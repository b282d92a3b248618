//! Active-session storage.

use crate::storage::KeyValueStore;
use crate::CoreError;

use super::Session;

/// Storage key for the active session.
const SESSION_KEY: &str = "session";

/// Persists and retrieves the single active [`Session`].
///
/// Generic over the [`KeyValueStore`] backend; cloning shares the backend.
///
/// # Example
///
/// ```rust
/// use coursebound::{MemoryStore, SessionStore};
///
/// let sessions = SessionStore::new(MemoryStore::new());
/// assert!(sessions.current().is_none());
/// ```
#[derive(Clone)]
pub struct SessionStore<S: KeyValueStore> {
    store: S,
}

impl<S: KeyValueStore> SessionStore<S> {
    pub fn new(store: S) -> Self {
        Self { store }
    }

    /// Returns the active session, or `None` if nobody is logged in.
    ///
    /// Never fails: a storage error or an unparsable persisted value is
    /// treated the same as an absent session.
    pub fn current(&self) -> Option<Session> {
        let raw = self.store.get(SESSION_KEY).ok()??;

        match serde_json::from_str(&raw) {
            Ok(session) => Some(session),
            Err(e) => {
                log::warn!(
                    target: "coursebound::session",
                    "msg=\"discarding unparsable persisted session\" error=\"{e}\""
                );
                None
            }
        }
    }

    /// Replaces the active session.
    ///
    /// A single-key overwrite, so no partial-write state is ever observable
    /// through [`current`](Self::current).
    pub fn save(&self, session: &Session) -> Result<(), CoreError> {
        let encoded = serde_json::to_string(session)
            .map_err(|e| CoreError::Storage(format!("Failed to serialize session: {e}")))?;
        self.store.set(SESSION_KEY, &encoded)
    }

    /// Removes the active session.
    pub fn clear(&self) -> Result<(), CoreError> {
        self.store.remove(SESSION_KEY)
    }
}

#[cfg(test)]
mod tests {
    use crate::session::Role;
    use crate::storage::MemoryStore;

    use super::*;

    #[test]
    fn test_save_and_current() {
        let sessions = SessionStore::new(MemoryStore::new());
        let session = Session::mock(Role::Student);

        sessions.save(&session).unwrap();

        let current = sessions.current().unwrap();
        assert_eq!(current, session);
    }

    #[test]
    fn test_current_absent() {
        let sessions = SessionStore::new(MemoryStore::new());
        assert!(sessions.current().is_none());
    }

    #[test]
    fn test_save_overwrites() {
        let sessions = SessionStore::new(MemoryStore::new());

        sessions.save(&Session::mock(Role::Student)).unwrap();

        let mut updated = Session::mock(Role::Student);
        updated.display_name = "Renamed User".to_owned();
        sessions.save(&updated).unwrap();

        assert_eq!(sessions.current().unwrap().display_name, "Renamed User");
    }

    #[test]
    fn test_clear() {
        let sessions = SessionStore::new(MemoryStore::new());

        sessions.save(&Session::mock(Role::Instructor)).unwrap();
        sessions.clear().unwrap();

        assert!(sessions.current().is_none());
    }

    #[test]
    fn test_corrupt_value_degrades_to_none() {
        let store = MemoryStore::new();
        store.set("session", "{not json").unwrap();

        let sessions = SessionStore::new(store);
        assert!(sessions.current().is_none());
    }
}
//! In-memory key-value storage.
//!
//! Suitable for development, testing, and single-instance deployments.

use std::collections::HashMap;
use std::sync::{Arc, RwLock};

use crate::CoreError;

use super::KeyValueStore;

/// In-memory key-value storage.
///
/// Stores values in a `HashMap` protected by a `RwLock`. Cloning is cheap
/// and all clones share the same map, so the session, entitlement, and
/// progress stores of one client can sit on top of a single `MemoryStore`.
///
/// # Note
///
/// Values are lost when the process restarts. For persistent storage, use
/// [`FileStore`](super::FileStore).
#[derive(Clone, Default)]
pub struct MemoryStore {
    values: Arc<RwLock<HashMap<String, String>>>,
}

impl MemoryStore {
    /// Creates a new empty in-memory store.
    pub fn new() -> Self {
        Self {
            values: Arc::new(RwLock::new(HashMap::new())),
        }
    }

    /// Returns the number of keys currently stored.
    pub fn len(&self) -> usize {
        self.values.read().map(|guard| guard.len()).unwrap_or(0)
    }

    /// Returns true if there are no keys stored.
    pub fn is_empty(&self) -> bool {
        self.len() == 0
    }
}

impl KeyValueStore for MemoryStore {
    fn get(&self, key: &str) -> Result<Option<String>, CoreError> {
        let values = self
            .values
            .read()
            .map_err(|_| CoreError::Storage("Lock poisoned".to_owned()))?;

        Ok(values.get(key).cloned())
    }

    fn set(&self, key: &str, value: &str) -> Result<(), CoreError> {
        self.values
            .write()
            .map_err(|_| CoreError::Storage("Lock poisoned".to_owned()))?
            .insert(key.to_owned(), value.to_owned());

        Ok(())
    }

    fn remove(&self, key: &str) -> Result<(), CoreError> {
        self.values
            .write()
            .map_err(|_| CoreError::Storage("Lock poisoned".to_owned()))?
            .remove(key);

        Ok(())
    }
}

▶ _Task directions_: All the records above need to be transcribed exactly and in full.

▶ _Output of the exercise_:
repository b282d92a3b248618
//! Active-session storage.

use crate::storage::KeyValueStore;
use crate::CoreError;

use super::Session;

/// Storage key for the active session.
const SESSION_KEY: &str = "session";

/// Persists and retrieves the single active [`Session`].
///
/// Generic over the [`KeyValueStore`] backend; cloning shares the backend.
///
/// # Example
///
/// ```rust
/// use coursebound::{MemoryStore, SessionStore};
///
/// let sessions = SessionStore::new(MemoryStore::new());
/// assert!(sessions.current().is_none());
/// ```
#[derive(Clone)]
pub struct SessionStore<S: KeyValueStore> {
    store: S,
}

impl<S: KeyValueStore> SessionStore<S> {
    pub fn new(store: S) -> Self {
        Self { store }
    }

    /// Returns the active session, or `None` if nobody is logged in.
    ///
    /// Never fails: a storage error or an unparsable persisted value is
    /// treated the same as an absent session.
    pub fn current(&self) -> Option<Session> {
        let raw = self.store.get(SESSION_KEY).ok()??;

        match serde_json::from_str(&raw) {
            Ok(session) => Some(session),
            Err(e) => {
                log::warn!(
                    target: "coursebound::session",
                    "msg=\"discarding unparsable persisted session\" error=\"{e}\""
                );
                None
            }
        }
    }

    /// Replaces the active session.
    ///
    /// A single-key overwrite, so no partial-write state is ever observable
    /// through [`current`](Self::current).
    pub fn save(&self, session: &Session) -> Result<(), CoreError> {
        let encoded = serde_json::to_string(session)
            .map_err(|e| CoreError::Storage(format!("Failed to serialize session: {e}")))?;
        self.store.set(SESSION_KEY, &encoded)
    }

    /// Removes the active session.
    pub fn clear(&self) -> Result<(), CoreError> {
        self.store.remove(SESSION_KEY)
    }
}

#[cfg(test)]
mod tests {
    use crate::session::Role;
    use crate::storage::MemoryStore;

    use super::*;

    #[test]
    fn test_save_and_current() {
        let sessions = SessionStore::new(MemoryStore::new());
        let session = Session::mock(Role::Student);

        sessions.save(&session).unwrap();

        let current = sessions.current().unwrap();
        assert_eq!(current, session);
    }

    #[test]
    fn test_current_absent() {
        let sessions = SessionStore::new(MemoryStore::new());
        assert!(sessions.current().is_none());
    }

    #[test]
    fn test_save_overwrites() {
        let sessions = SessionStore::new(MemoryStore::new());

        sessions.save(&Session::mock(Role::Student)).unwrap();

        let mut updated = Session::mock(Role::Student);
        updated.display_name = "Renamed User".to_owned();
        sessions.save(&updated).unwrap();

        assert_eq!(sessions.current().unwrap().display_name, "Renamed User");
    }

    #[test]
    fn test_clear() {
        let sessions = SessionStore::new(MemoryStore::new());

        sessions.save(&Session::mock(Role::Instructor)).unwrap();
        sessions.clear().unwrap();

        assert!(sessions.current().is_none());
    }

    #[test]
    fn test_corrupt_value_degrades_to_none() {
        let store = MemoryStore::new();
        store.set("session", "{not json").unwrap();

        let sessions = SessionStore::new(store);
        assert!(sessions.current().is_none());
    }
}
//! In-memory key-value storage.
//!
//! Suitable for development, testing, and single-instance deployments.

use std::collections::HashMap;
use std::sync::{Arc, RwLock};

use crate::CoreError;

use super::KeyValueStore;

/// In-memory key-value storage.
///
/// Stores values in a `HashMap` protected by a `RwLock`. Cloning is cheap
/// and all clones share the same map, so the session, entitlement, and
/// progress stores of one client can sit on top of a single `MemoryStore`.
///
/// # Note
///
/// Values are lost when the process restarts. For persistent storage, use
/// [`FileStore`](super::FileStore).
#[derive(Clone, Default)]
pub struct MemoryStore {
    values: Arc<RwLock<HashMap<String, String>>>,
}

impl MemoryStore {
    /// Creates a new empty in-memory store.
    pub fn new() -> Self {
        Self {
            values: Arc::new(RwLock::new(HashMap::new())),
        }
    }

    /// Returns the number of keys currently stored.
    pub fn len(&self) -> usize {
        self.values.read().map(|guard| guard.len()).unwrap_or(0)
    }

    /// Returns true if there are no keys stored.
    pub fn is_empty(&self) -> bool {
        self.len() == 0
    }
}

impl KeyValueStore for MemoryStore {
    fn get(&self, key: &str) -> Result<Option<String>, CoreError> {
        let values = self
            .values
            .read()
            .map_err(|_| CoreError::Storage("Lock poisoned".to_owned()))?;

        Ok(values.get(key).cloned())
    }

    fn set(&self, key: &str, value: &str) -> Result<(), CoreError> {
        self.values
            .write()
            .map_err(|_| CoreError::Storage("Lock poisoned".to_owned()))?
            .insert(key.to_owned(), value.to_owned());

        Ok(())
    }

    fn remove(&self, key: &str) -> Result<(), CoreError> {
        self.values
            .write()
            .map_err(|_| CoreError::Storage("Lock poisoned".to_owned()))?
            .remove(key);

        Ok(())
    }
}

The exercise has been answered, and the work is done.